Walmart’s investment in automation is also paying off. Four next-generation U.S. fulfillment centers (in Illinois, Texas, Indiana, and New Jersey) now handle a growing share of volume, with half of FC throughput automated, reducing unit handling costs by around 20%. Rainey expects “more than 2× the benefit” as automation expands, while CEO Doug McMillon emphasized that the focus remains on “improving operating margins as we invest to serve customers even better.”

These operational efficiencies, combined with scale and high-margin ad revenues, have enabled Walmart to overcome a hurdle that has challenged grocery competitors: achieving profitable e-commerce at scale while maintaining low prices.

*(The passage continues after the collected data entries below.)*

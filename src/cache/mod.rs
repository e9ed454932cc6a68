//! Cache Module
//!
//! Query cache for expensive geocoding, zoning and RAG lookups: key
//! derivation, per-type TTLs, hit accounting and batched expiry.

mod backend;
mod clock;
mod entry;
mod key;
mod read_through;
mod stats;
mod store;


// Re-export public types
pub use backend::{InMemoryBackend, StorageBackend};
pub use clock::{current_timestamp_ms, Clock, ManualClock, SystemClock};
pub use entry::{CacheEntry, EntryId, QueryType};
pub use key::{
    canonical_json, derive_cache_key, GeocodeParams, KeyHasher, RagParams, ZoningParams,
};
pub use read_through::QueryCache;
pub use stats::{hit_rate, ByType, CacheStats, LookupMetrics, LookupSnapshot, TypeStats};
pub use store::{CacheHit, CacheStore, CleanupOutcome};

// == Public Constants ==
/// Maximum allowed key length in bytes
pub const MAX_KEY_LENGTH: usize = 256;

/// Rows deleted per `clean_expired` call
pub const CLEANUP_BATCH_SIZE: usize = 100;
//! Configuration Module
//!
//! Handles loading server configuration from environment variables. TTLs and
//! the sweep batch size are fixed and not configurable here.

use std::env;

use tracing::warn;

use crate::cache::KeyHasher;

/// Server configuration parameters.
///
/// All values can be configured via environment variables with sensible defaults.
#[derive(Debug, Clone)]
pub struct Config {
    /// HTTP server port
    pub server_port: u16,
    /// Seconds between expiry sweeps
    pub cleanup_interval: u64,
    /// Hash used to derive cache keys
    pub key_hasher: KeyHasher,
}

impl Config {
    /// Creates a new Config by loading values from environment variables.
    ///
    /// # Environment Variables
    /// - `SERVER_PORT` - HTTP server port (default: 3000)
    /// - `CLEANUP_INTERVAL` - Sweep frequency in seconds (default: 3600)
    /// - `CACHE_KEY_HASH` - `fnv1a64` or `djb2` (default: fnv1a64)
    pub fn from_env() -> Self {
        let defaults = Self::default();
        Self {
            server_port: env::var("SERVER_PORT")
                .ok()
                .and_then(|v| v.parse().ok())
                .unwrap_or(defaults.server_port),
            cleanup_interval: env::var("CLEANUP_INTERVAL")
                .ok()
                .and_then(|v| v.parse::<u64>().ok())
                .filter(|secs| *secs > 0)
                .unwrap_or(defaults.cleanup_interval),
            key_hasher: env::var("CACHE_KEY_HASH")
                .ok()
                .and_then(|v| match v.parse::<KeyHasher>() {
                    Ok(hasher) => Some(hasher),
                    Err(err) => {
                        warn!("Ignoring CACHE_KEY_HASH: {}", err);
                        None
                    }
                })
                .unwrap_or(defaults.key_hasher),
        }
    }
}

impl Default for Config {
    fn default() -> Self {
        Self {
            server_port: 3000,
            cleanup_interval: 3600,
            key_hasher: KeyHasher::Fnv1a64,
        }
    }
}
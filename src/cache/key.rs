//! Cache Key Module
//!
//! Derives short deterministic keys from a query type and its parameters.
//!
//! Parameters are rendered as canonical JSON (object keys sorted at every
//! depth, array order kept) and prefixed with the query type before hashing.
//! The resulting key is `<queryType>:<base36 hash>`.

use std::fmt;
use std::str::FromStr;

use serde::{Deserialize, Serialize};
use serde_json::Value;

use crate::cache::QueryType;
use crate::error::{CacheError, Result};

const FNV_OFFSET_BASIS: u64 = 0xcbf2_9ce4_8422_2325;
const FNV_PRIME: u64 = 0x0000_0100_0000_01b3;
const DJB2_SEED: i32 = 5381;

// == Key Hasher ==
/// Hash used to compress the canonical request string.
#[derive(Debug, Clone, Copy, PartialEq, Eq, Default)]
pub enum KeyHasher {
    /// 64-bit FNV-1a over UTF-8 bytes
    #[default]
    Fnv1a64,
    /// 32-bit multiply-by-33 hash over UTF-16 code units.
    ///
    /// Produces the same keys as rows written by the earlier deployment.
    /// Integral floats are rendered without a fraction (`43.0` as `43`) to
    /// match those keys. Numbers that the old writer printed in exponent form
    /// (magnitudes below 1e-6 or from 1e21 up) may still hash differently.
    Djb2,
}

impl KeyHasher {
    /// Hashes `input` and renders it in base 36.
    pub fn hash(self, input: &str) -> String {
        match self {
            KeyHasher::Fnv1a64 => to_base36(fnv1a64(input)),
            KeyHasher::Djb2 => to_base36(u64::from(djb2(input).unsigned_abs())),
        }
    }

    /// Derives the cache key for a request.
    ///
    /// Never fails: every JSON value has a canonical form.
    pub fn derive(self, query_type: QueryType, params: &Value) -> String {
        let mut canonical = String::new();
        write_canonical(params, self == KeyHasher::Djb2, &mut canonical);
        let digest = self.hash(&format!("{}:{}", query_type, canonical));
        format!("{}:{}", query_type, digest)
    }

    /// Derives the cache key from any serializable parameter struct.
    pub fn derive_for<P: Serialize + ?Sized>(
        self,
        query_type: QueryType,
        params: &P,
    ) -> Result<String> {
        let value = serde_json::to_value(params)?;
        Ok(self.derive(query_type, &value))
    }

    pub fn as_str(self) -> &'static str {
        match self {
            KeyHasher::Fnv1a64 => "fnv1a64",
            KeyHasher::Djb2 => "djb2",
        }
    }
}

impl fmt::Display for KeyHasher {
    fn fmt(&self, f: &mut fmt::Formatter<'_>) -> fmt::Result {
        f.write_str(self.as_str())
    }
}

impl FromStr for KeyHasher {
    type Err = CacheError;

    fn from_str(s: &str) -> std::result::Result<Self, Self::Err> {
        match s.to_ascii_lowercase().as_str() {
            "fnv1a64" | "fnv" => Ok(KeyHasher::Fnv1a64),
            "djb2" | "legacy" => Ok(KeyHasher::Djb2),
            other => Err(CacheError::InvalidRequest(format!(
                "Unknown key hash: {}",
                other
            ))),
        }
    }
}

/// Derives a key with the default hasher.
pub fn derive_cache_key(query_type: QueryType, params: &Value) -> String {
    KeyHasher::default().derive(query_type, params)
}

// == Canonical JSON ==
/// Serializes `value` with object keys sorted lexicographically.
pub fn canonical_json(value: &Value) -> String {
    let mut out = String::new();
    write_canonical(value, false, &mut out);
    out
}

/// `integral_floats_bare` prints whole-number floats without `.0`.
fn write_canonical(value: &Value, integral_floats_bare: bool, out: &mut String) {
    match value {
        Value::Object(map) => {
            let mut keys: Vec<&String> = map.keys().collect();
            keys.sort();

            out.push('{');
            for (i, key) in keys.into_iter().enumerate() {
                if i > 0 {
                    out.push(',');
                }
                out.push_str(&Value::String(key.clone()).to_string());
                out.push(':');
                write_canonical(&map[key], integral_floats_bare, out);
            }
            out.push('}');
        }
        Value::Array(items) => {
            out.push('[');
            for (i, item) in items.iter().enumerate() {
                if i > 0 {
                    out.push(',');
                }
                write_canonical(item, integral_floats_bare, out);
            }
            out.push(']');
        }
        Value::Number(n) if integral_floats_bare => match n.as_f64() {
            Some(f) if n.is_f64() && f.fract() == 0.0 && f.abs() < 1e21 => {
                // -0.0 prints as "-0" otherwise
                out.push_str(&format!("{:.0}", f + 0.0));
            }
            _ => out.push_str(&n.to_string()),
        },
        scalar => out.push_str(&scalar.to_string()),
    }
}

// == Hash Functions ==
fn fnv1a64(input: &str) -> u64 {
    input.bytes().fold(FNV_OFFSET_BASIS, |hash, byte| {
        (hash ^ u64::from(byte)).wrapping_mul(FNV_PRIME)
    })
}

fn djb2(input: &str) -> i32 {
    input.encode_utf16().fold(DJB2_SEED, |hash, unit| {
        hash.wrapping_shl(5)
            .wrapping_add(hash)
            .wrapping_add(i32::from(unit))
    })
}

fn to_base36(mut n: u64) -> String {
    const DIGITS: &[u8; 36] = b"0123456789abcdefghijklmnopqrstuvwxyz";
    if n == 0 {
        return "0".to_string();
    }
    let mut buf = Vec::with_capacity(13);
    while n > 0 {
        buf.push(DIGITS[(n % 36) as usize]);
        n /= 36;
    }
    buf.reverse();
    String::from_utf8(buf).unwrap_or_default()
}

// == Typed Parameters ==
/// Parameters of a geocoding lookup.
#[derive(Debug, Clone, PartialEq, Serialize, Deserialize)]
pub struct GeocodeParams {
    pub address: String,
    pub city: String,
    pub state: String,
}

/// Parameters of a zoning lookup at a point.
#[derive(Debug, Clone, PartialEq, Serialize, Deserialize)]
pub struct ZoningParams {
    pub longitude: f64,
    pub latitude: f64,
}

/// Parameters of a document-grounded question.
#[derive(Debug, Clone, PartialEq, Serialize, Deserialize)]
#[serde(rename_all = "camelCase")]
pub struct RagParams {
    pub question: String,
    #[serde(default, skip_serializing_if = "Option::is_none")]
    pub zoning_district: Option<String>,
    #[serde(default, skip_serializing_if = "Option::is_none")]
    pub use_type: Option<String>,
    #[serde(default, skip_serializing_if = "Option::is_none")]
    pub square_footage: Option<u64>,
}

Walmart’s current success was not inevitable. The company’s “innovator’s dilemma” slowed its digital expansion for decades, with leaders wary of cannibalizing profitable stores to grow a margin-thin e-commerce business. Internal resistance and cautious investment led Walmart to miss early e-commerce opportunities, despite pioneering online selling experiments in the 1990s.

It was the COVID-19 pandemic that forced Walmart to embrace its store network for fulfillment, proving the value of proximity to customers. The retailer’s ability to deliver to five houses on a street, instead of one, turned volume density into a profit lever —a strategy that competitors are still struggling to replicate.

Walmart’s profitable e-commerce pivot shows that high-density fulfillment, paid speed tiers, and retail media can transform grocery e-commerce into a sustainable business. As it courts higher-income shoppers, expands its assortment, and leans on its store network, Walmart’s transformation offers an instructive tale for competitors navigating the evolving grocery e-commerce landscape.